DATA RECORDS.
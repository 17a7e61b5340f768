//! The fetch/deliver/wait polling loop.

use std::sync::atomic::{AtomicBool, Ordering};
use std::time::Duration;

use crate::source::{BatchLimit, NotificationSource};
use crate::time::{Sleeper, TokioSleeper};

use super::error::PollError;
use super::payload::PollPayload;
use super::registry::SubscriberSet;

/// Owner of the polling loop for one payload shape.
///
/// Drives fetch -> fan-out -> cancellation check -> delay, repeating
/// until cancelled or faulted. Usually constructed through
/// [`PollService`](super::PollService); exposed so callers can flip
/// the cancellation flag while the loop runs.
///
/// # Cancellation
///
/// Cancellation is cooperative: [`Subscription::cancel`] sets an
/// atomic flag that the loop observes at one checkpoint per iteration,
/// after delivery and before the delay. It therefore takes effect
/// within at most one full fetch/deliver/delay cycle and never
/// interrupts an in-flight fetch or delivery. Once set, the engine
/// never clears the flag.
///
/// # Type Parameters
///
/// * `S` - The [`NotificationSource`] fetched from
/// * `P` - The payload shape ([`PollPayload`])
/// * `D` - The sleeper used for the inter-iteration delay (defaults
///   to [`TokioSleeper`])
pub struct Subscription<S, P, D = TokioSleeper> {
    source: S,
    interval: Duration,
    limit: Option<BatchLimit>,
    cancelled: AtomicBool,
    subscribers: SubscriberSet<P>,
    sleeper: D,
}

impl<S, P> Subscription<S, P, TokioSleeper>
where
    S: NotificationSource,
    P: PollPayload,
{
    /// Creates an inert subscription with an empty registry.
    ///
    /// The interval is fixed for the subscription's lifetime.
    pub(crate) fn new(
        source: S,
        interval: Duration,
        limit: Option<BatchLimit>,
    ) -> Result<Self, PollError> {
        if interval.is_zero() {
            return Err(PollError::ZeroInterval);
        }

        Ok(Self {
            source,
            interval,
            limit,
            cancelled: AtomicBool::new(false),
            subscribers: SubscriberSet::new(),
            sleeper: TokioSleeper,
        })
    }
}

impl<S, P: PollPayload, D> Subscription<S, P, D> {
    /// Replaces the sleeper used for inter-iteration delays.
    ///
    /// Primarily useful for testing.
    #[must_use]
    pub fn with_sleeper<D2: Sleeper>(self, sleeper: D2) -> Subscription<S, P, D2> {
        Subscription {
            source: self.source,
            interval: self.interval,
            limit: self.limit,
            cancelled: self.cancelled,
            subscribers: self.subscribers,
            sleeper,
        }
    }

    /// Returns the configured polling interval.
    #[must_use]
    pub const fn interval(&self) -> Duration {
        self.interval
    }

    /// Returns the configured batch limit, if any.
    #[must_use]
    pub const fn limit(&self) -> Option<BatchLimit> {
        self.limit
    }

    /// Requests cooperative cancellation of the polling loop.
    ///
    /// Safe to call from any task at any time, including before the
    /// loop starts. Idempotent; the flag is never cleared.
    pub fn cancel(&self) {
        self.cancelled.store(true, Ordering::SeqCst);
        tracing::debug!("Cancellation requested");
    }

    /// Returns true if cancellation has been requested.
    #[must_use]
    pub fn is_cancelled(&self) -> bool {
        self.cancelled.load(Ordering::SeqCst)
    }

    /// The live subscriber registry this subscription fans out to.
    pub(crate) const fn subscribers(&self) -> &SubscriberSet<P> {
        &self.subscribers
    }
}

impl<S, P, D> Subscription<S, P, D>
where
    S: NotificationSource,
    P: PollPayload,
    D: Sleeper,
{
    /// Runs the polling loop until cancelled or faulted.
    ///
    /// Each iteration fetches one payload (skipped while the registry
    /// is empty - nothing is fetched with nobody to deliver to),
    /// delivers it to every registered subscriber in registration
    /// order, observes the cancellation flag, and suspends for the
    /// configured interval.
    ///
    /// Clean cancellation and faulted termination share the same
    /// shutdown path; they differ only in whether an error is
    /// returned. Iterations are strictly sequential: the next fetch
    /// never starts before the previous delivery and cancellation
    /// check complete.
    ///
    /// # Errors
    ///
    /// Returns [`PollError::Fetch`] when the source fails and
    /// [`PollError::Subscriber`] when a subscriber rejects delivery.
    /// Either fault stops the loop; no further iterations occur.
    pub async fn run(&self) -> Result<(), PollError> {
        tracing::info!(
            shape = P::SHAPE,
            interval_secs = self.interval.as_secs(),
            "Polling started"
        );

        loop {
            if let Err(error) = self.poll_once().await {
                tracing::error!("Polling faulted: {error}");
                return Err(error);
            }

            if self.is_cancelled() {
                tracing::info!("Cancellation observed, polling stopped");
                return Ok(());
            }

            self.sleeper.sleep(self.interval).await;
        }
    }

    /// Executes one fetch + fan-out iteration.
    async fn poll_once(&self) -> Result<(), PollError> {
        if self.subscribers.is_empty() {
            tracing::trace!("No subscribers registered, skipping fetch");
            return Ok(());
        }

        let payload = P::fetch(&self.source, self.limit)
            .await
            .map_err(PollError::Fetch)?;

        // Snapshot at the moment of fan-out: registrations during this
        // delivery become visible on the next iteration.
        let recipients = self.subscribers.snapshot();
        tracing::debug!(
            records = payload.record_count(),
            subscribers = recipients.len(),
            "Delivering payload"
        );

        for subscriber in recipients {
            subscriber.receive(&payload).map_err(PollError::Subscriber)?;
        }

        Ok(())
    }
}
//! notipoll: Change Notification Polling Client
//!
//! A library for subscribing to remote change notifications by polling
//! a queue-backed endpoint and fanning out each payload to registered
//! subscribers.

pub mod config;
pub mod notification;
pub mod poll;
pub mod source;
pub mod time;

--

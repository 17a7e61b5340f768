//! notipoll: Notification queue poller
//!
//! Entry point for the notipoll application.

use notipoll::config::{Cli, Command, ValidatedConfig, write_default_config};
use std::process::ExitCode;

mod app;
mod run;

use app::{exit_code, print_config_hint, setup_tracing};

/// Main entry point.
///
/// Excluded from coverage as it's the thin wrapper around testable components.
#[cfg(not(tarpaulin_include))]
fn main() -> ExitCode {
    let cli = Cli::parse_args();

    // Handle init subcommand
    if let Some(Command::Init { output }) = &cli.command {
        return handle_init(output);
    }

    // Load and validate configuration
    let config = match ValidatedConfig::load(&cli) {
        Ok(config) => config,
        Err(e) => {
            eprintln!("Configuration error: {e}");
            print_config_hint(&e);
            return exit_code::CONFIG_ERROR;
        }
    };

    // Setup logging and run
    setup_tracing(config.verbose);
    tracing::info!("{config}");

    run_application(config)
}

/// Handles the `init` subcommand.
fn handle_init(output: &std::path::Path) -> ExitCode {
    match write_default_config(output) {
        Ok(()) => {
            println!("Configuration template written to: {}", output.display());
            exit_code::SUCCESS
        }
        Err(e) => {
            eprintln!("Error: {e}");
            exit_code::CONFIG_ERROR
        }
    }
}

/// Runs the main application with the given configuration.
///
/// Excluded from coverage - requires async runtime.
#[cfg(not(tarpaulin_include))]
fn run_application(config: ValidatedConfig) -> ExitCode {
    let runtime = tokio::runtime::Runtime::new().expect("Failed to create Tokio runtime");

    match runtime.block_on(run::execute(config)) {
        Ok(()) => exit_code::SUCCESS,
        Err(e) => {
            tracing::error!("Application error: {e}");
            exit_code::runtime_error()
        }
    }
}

DIRECTIONS FOR THIS TASK. Scan the data above for the word "super" and report every line where it is found.

FINAL ANSWER.
use super::error::PollError;
use super::payload::PollPayload;
use super::registry::SubscriberSet;
/// [`PollService`](super::PollService); exposed so callers can flip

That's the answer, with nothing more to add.